Громкая и насквозь фальшивая фразеология - это защитная форма, которой
Пексниф прикрывает свои нечистоплотные дела. Правда, иной раз даже этот
опытный притворщик увлекается своей ролью и переигрывает, чем ловко
пользуются его противники, в равной мере хитрые, но более сдержанные в
проявлении своих чувств. Так, желая во что бы то ни стало выдать старшую
дочь за Джонаса Чазлвита, Пексниф прикидывается, будто для него невыносима
мысль о разлуке с его бесценным "сокровищем"; скупой Джонас, в свою очередь,
делает вид, будто принимает уловки Пекснифа за чистую монету и "великодушно"
соглашается жениться на младшей, но требует больше приданого, так как потеря
Пекснифа невелика - его "сокровище" остается при нем.
Пексниф - типичный английский буржуа не только потому, что он лицемер и
ханжа, поминутно взывающий к богу. Типичен самый образ его мыслей,
уверенность в том, что общественный строй, при котором одни трудятся и
прозябают в нищете, а другие за их счет в избытке пользуются всеми благами,
- это справедливый, нерушимый и свыше установленный строй.
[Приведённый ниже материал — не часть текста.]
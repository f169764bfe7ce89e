//! Cash drawer kick via ESC/POS over TCP.
//!
//! Sends the standard ESC/POS pulse command to open a cash drawer connected
//! to a thermal receipt printer's DK (drawer kick) port. Raw TCP, port 9100
//! by default; the printer sends no response, we just write and close.
//!
//! Key design goals:
//! - **Fail-safe**: every failure mode (bad address, connect refused, write
//!   error, timeout) is logged and reported as a plain `false` — nothing
//!   propagates to the caller.
//! - **Bounded**: the whole connect+write sequence runs under one timeout;
//!   hitting it drops the in-flight socket rather than leaking it.
//! - **Testable**: the `simulate` address short-circuits through a fixed
//!   async delay so the full flow can run without hardware.

use std::io;
use std::time::Duration;

use thiserror::Error;
use tokio::io::AsyncWriteExt;
use tokio::net::TcpStream;
use tracing::{info, warn};

use crate::config::DeviceConfig;

// ---------------------------------------------------------------------------
// ESC/POS pulse command
// ---------------------------------------------------------------------------

/// ESC — first byte of every ESC/POS command.
pub const PULSE_MARKER: u8 = 0x1B;

/// 'p' — generate pulse.
pub const PULSE_COMMAND: u8 = 0x70;

/// Overall budget for connect + write against real hardware.
const KICK_TIMEOUT: Duration = Duration::from_millis(3000);

/// Fixed delay on the simulate path, standing in for real I/O latency.
const SIMULATE_DELAY: Duration = Duration::from_millis(250);

/// Build the 5-byte pulse frame `ESC p m t1 t2` for this config.
///
/// Byte order and the two leading bytes are load-bearing: real hardware
/// silently ignores or misinterprets anything else.
pub fn pulse_command(cfg: &DeviceConfig) -> [u8; 5] {
    [
        PULSE_MARKER,
        PULSE_COMMAND,
        cfg.drawer_channel.into(),
        cfg.pulse_on_ticks,
        cfg.pulse_off_ticks,
    ]
}

/// Why a kick against real hardware failed. Logged, never surfaced — the
/// operator only ever sees a generic failure.
#[derive(Debug, Error)]
enum KickError {
    #[error("TCP connect to {addr} failed: {source}")]
    Connect { addr: String, source: io::Error },
    #[error("TCP write to {addr} failed: {source}")]
    Write { addr: String, source: io::Error },
    #[error("kick to {addr} timed out after {:?}", KICK_TIMEOUT)]
    TimedOut { addr: String },
}

// ---------------------------------------------------------------------------
// Client
// ---------------------------------------------------------------------------

/// Transmits the drawer kick pulse, or pretends to in simulate mode.
pub struct DrawerProtocolClient {
    timeout: Duration,
    simulate_delay: Duration,
}

impl Default for DrawerProtocolClient {
    fn default() -> Self {
        Self {
            timeout: KICK_TIMEOUT,
            simulate_delay: SIMULATE_DELAY,
        }
    }
}

impl DrawerProtocolClient {
    pub fn new() -> Self {
        Self::default()
    }

    /// Client with a custom timeout, for tests that need tight bounds.
    #[cfg(test)]
    fn with_timeout(timeout: Duration) -> Self {
        Self {
            timeout,
            ..Self::default()
        }
    }

    /// Pulse the drawer line described by `cfg`. Resolves `true` iff the
    /// frame was written without error (or simulate mode is selected);
    /// resolves `false` on any connect/write/timeout failure.
    pub async fn kick(&self, cfg: &DeviceConfig) -> bool {
        if cfg.is_simulate() {
            tokio::time::sleep(self.simulate_delay).await;
            info!("simulate mode — drawer kick skipped hardware");
            return true;
        }

        let host = cfg.printer_address.trim().to_string();
        let addr = format!("{host}:{}", cfg.printer_port);
        let frame = pulse_command(cfg);

        // The timeout covers DNS + connect + write. On expiry the future is
        // dropped, which aborts the connection.
        let sent = tokio::time::timeout(
            self.timeout,
            send_pulse(host, cfg.printer_port, frame),
        )
        .await
        .unwrap_or(Err(KickError::TimedOut { addr: addr.clone() }));

        match sent {
            Ok(()) => {
                info!(addr = %addr, frame = %hex_frame(&frame), "drawer kick sent");
                true
            }
            Err(e) => {
                warn!(error = %e, "drawer kick failed");
                false
            }
        }
    }
}

async fn send_pulse(host: String, port: u16, frame: [u8; 5]) -> Result<(), KickError> {
    let addr = format!("{host}:{port}");
    let mut stream = TcpStream::connect((host.as_str(), port))
        .await
        .map_err(|source| KickError::Connect {
            addr: addr.clone(),
            source,
        })?;

    stream
        .write_all(&frame)
        .await
        .map_err(|source| KickError::Write {
            addr: addr.clone(),
            source,
        })?;

    // Flush the write side before dropping the socket; the printer never
    // replies, so there is nothing to read.
    stream
        .shutdown()
        .await
        .map_err(|source| KickError::Write { addr, source })?;
    Ok(())
}

fn hex_frame(frame: &[u8]) -> String {
    frame
        .iter()
        .map(|b| format!("{b:02X}"))
        .collect::<Vec<_>>()
        .join(" ")
}

// ===========================================================================
// Tests
// ===========================================================================

#[cfg(test)]
mod tests {
    use super::*;
    use crate::config::DrawerChannel;
    use std::time::Instant;
    use tokio::io::AsyncReadExt;
    use tokio::net::TcpListener;

    fn cfg(address: &str, port: u16) -> DeviceConfig {
        DeviceConfig {
            printer_address: address.into(),
            printer_port: port,
            ..DeviceConfig::default()
        }
    }

    #[test]
    fn pulse_command_layout() {
        let cfg = DeviceConfig::default();
        let frame = pulse_command(&cfg);
        assert_eq!(frame.len(), 5);
        assert_eq!(frame[0], 0x1B); // ESC
        assert_eq!(frame[1], 0x70); // p
    }

    #[test]
    fn pulse_command_reference_bytes() {
        // channel=0, on=50, off=200 must produce 1B 70 00 32 C8.
        let cfg = DeviceConfig {
            drawer_channel: DrawerChannel::Pin2,
            pulse_on_ticks: 50,
            pulse_off_ticks: 200,
            ..DeviceConfig::default()
        };
        assert_eq!(pulse_command(&cfg), [0x1B, 0x70, 0x00, 0x32, 0xC8]);
    }

    #[test]
    fn pulse_command_second_channel() {
        let cfg = DeviceConfig {
            drawer_channel: DrawerChannel::Pin5,
            pulse_on_ticks: 0,
            pulse_off_ticks: 255,
            ..DeviceConfig::default()
        };
        assert_eq!(pulse_command(&cfg), [0x1B, 0x70, 0x01, 0x00, 0xFF]);
    }

    #[tokio::test]
    async fn simulate_resolves_true_within_bound() {
        let client = DrawerProtocolClient::new();
        let start = Instant::now();
        // Other fields are irrelevant in simulate mode, including the port.
        assert!(client.kick(&cfg("simulate", 1)).await);
        assert!(start.elapsed() < Duration::from_secs(2));
    }

    #[tokio::test]
    async fn simulate_matches_case_insensitively() {
        let client = DrawerProtocolClient::new();
        assert!(client.kick(&cfg("  SIMULATE ", 9100)).await);
    }

    #[tokio::test]
    async fn listener_receives_exact_frame() {
        let listener = TcpListener::bind("127.0.0.1:0").await.unwrap();
        let port = listener.local_addr().unwrap().port();

        let server = tokio::spawn(async move {
            let (mut stream, _addr) = listener.accept().await.unwrap();
            let mut buf = Vec::new();
            stream.read_to_end(&mut buf).await.unwrap();
            buf
        });

        let client = DrawerProtocolClient::new();
        let mut cfg = cfg("127.0.0.1", port);
        cfg.drawer_channel = DrawerChannel::Pin2;
        cfg.pulse_on_ticks = 50;
        cfg.pulse_off_ticks = 200;
        assert!(client.kick(&cfg).await);

        let received = server.await.unwrap();
        assert_eq!(received, vec![0x1B, 0x70, 0x00, 0x32, 0xC8]);
    }

    #[tokio::test]
    async fn refused_connection_resolves_false() {
        // Bind then drop, so the port is closed and connect is refused.
        let listener = TcpListener::bind("127.0.0.1:0").await.unwrap();
        let port = listener.local_addr().unwrap().port();
        drop(listener);

        let client = DrawerProtocolClient::new();
        assert!(!client.kick(&cfg("127.0.0.1", port)).await);
    }

    #[tokio::test]
    async fn unreachable_address_resolves_false_within_timeout() {
        // 192.0.2.1 is TEST-NET; connects either fail fast or hang until
        // the client timeout fires. Either way the result is bounded.
        let client = DrawerProtocolClient::with_timeout(Duration::from_millis(300));
        let start = Instant::now();
        assert!(!client.kick(&cfg("192.0.2.1", 9100)).await);
        assert!(start.elapsed() < Duration::from_secs(3));
    }

    #[tokio::test]
    async fn unresolvable_hostname_resolves_false() {
        let client = DrawerProtocolClient::with_timeout(Duration::from_secs(1));
        assert!(!client.kick(&cfg("printer.invalid", 9100)).await);
    }
}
К несколько другой разновидности эгоистов, стяжателей и лицемеров
принадлежат Джонас Чазлвит и его отец Энтони. Более откровенный, чем его
достойный родич, Энтони Чазлвит заявляет, что перед самим собой и перед
людьми своего круга он, в отличие от Пекснифа, кривить душой не станет.
Пексниф же лицемерит даже наедине с собою.
Диккенс на примере Джонаса показывает, какие плоды приносит
последовательно проводимая буржуазная система воспитания. "Деньги", "нажива"
были первыми словами, которые усвоил Джонас, постигая школьную премудрость;
плутовство, мошенничество стало его стихией; безграничный эгоизм и мания
стяжательства привели к тому, что даже на родного отца Джонас привык
смотреть исключительно с точки зрения корыстных собственнических интересов.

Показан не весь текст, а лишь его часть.